[Provided records]

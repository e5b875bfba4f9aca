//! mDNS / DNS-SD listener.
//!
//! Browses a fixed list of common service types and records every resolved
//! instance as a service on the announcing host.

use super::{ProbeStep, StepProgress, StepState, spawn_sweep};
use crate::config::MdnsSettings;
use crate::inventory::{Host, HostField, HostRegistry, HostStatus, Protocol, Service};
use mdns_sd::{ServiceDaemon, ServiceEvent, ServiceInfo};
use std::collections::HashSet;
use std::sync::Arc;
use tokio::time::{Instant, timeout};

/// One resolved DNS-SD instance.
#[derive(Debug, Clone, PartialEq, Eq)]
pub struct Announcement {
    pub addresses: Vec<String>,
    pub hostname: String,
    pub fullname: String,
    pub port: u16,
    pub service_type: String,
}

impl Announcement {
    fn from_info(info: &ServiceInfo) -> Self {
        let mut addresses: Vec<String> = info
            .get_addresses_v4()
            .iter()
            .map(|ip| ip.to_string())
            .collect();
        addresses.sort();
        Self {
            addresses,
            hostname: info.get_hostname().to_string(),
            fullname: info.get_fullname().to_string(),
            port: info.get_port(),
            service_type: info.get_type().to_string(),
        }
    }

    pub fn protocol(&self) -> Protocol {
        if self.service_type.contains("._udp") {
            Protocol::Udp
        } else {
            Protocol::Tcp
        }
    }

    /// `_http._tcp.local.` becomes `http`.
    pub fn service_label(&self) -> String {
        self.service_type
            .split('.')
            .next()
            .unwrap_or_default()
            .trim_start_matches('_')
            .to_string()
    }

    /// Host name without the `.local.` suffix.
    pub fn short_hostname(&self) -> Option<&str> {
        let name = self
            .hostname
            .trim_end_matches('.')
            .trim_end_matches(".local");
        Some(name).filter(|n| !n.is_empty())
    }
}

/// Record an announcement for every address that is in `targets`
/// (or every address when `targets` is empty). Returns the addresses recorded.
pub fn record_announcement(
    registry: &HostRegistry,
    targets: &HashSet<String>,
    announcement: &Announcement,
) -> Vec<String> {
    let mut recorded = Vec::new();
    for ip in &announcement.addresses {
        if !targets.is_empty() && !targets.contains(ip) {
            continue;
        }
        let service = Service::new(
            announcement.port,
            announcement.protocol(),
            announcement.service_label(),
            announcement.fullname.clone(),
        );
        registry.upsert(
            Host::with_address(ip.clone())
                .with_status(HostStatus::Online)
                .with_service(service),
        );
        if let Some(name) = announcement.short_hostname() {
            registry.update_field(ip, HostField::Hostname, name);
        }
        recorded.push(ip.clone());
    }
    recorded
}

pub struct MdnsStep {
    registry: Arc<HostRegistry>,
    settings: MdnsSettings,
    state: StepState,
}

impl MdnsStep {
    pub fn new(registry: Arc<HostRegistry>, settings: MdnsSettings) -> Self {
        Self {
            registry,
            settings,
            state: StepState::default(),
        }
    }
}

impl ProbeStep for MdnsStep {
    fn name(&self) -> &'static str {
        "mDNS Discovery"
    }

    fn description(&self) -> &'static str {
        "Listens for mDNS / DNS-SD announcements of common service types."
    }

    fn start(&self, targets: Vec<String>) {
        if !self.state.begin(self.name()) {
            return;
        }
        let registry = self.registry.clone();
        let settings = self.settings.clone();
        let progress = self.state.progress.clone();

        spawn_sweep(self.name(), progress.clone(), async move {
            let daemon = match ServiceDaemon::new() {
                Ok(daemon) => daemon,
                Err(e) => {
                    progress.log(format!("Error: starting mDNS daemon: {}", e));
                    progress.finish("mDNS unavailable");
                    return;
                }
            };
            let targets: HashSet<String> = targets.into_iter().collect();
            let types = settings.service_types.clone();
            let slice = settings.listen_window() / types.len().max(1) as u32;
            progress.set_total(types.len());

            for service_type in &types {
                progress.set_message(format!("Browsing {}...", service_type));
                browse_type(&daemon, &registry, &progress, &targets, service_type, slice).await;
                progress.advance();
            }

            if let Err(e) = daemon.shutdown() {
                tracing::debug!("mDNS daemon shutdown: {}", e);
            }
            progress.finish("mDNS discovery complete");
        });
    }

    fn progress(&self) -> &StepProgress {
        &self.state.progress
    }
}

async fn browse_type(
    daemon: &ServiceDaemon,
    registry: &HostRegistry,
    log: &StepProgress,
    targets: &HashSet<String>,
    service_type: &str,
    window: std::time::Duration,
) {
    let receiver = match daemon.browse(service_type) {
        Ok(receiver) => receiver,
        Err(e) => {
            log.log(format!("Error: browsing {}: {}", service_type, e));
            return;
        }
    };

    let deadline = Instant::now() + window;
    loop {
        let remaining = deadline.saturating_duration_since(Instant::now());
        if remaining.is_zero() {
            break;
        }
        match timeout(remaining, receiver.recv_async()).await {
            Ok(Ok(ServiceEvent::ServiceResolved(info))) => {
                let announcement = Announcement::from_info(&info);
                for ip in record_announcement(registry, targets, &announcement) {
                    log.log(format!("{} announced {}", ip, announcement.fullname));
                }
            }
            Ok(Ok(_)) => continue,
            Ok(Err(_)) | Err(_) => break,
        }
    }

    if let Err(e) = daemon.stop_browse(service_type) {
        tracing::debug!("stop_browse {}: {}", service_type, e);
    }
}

[/Provided records]

Exercise description: Where does "timeout" occur in the data? Copy each line that has it.

Written response:
use tokio::time::{Instant, timeout};
        match timeout(remaining, receiver.recv_async()).await {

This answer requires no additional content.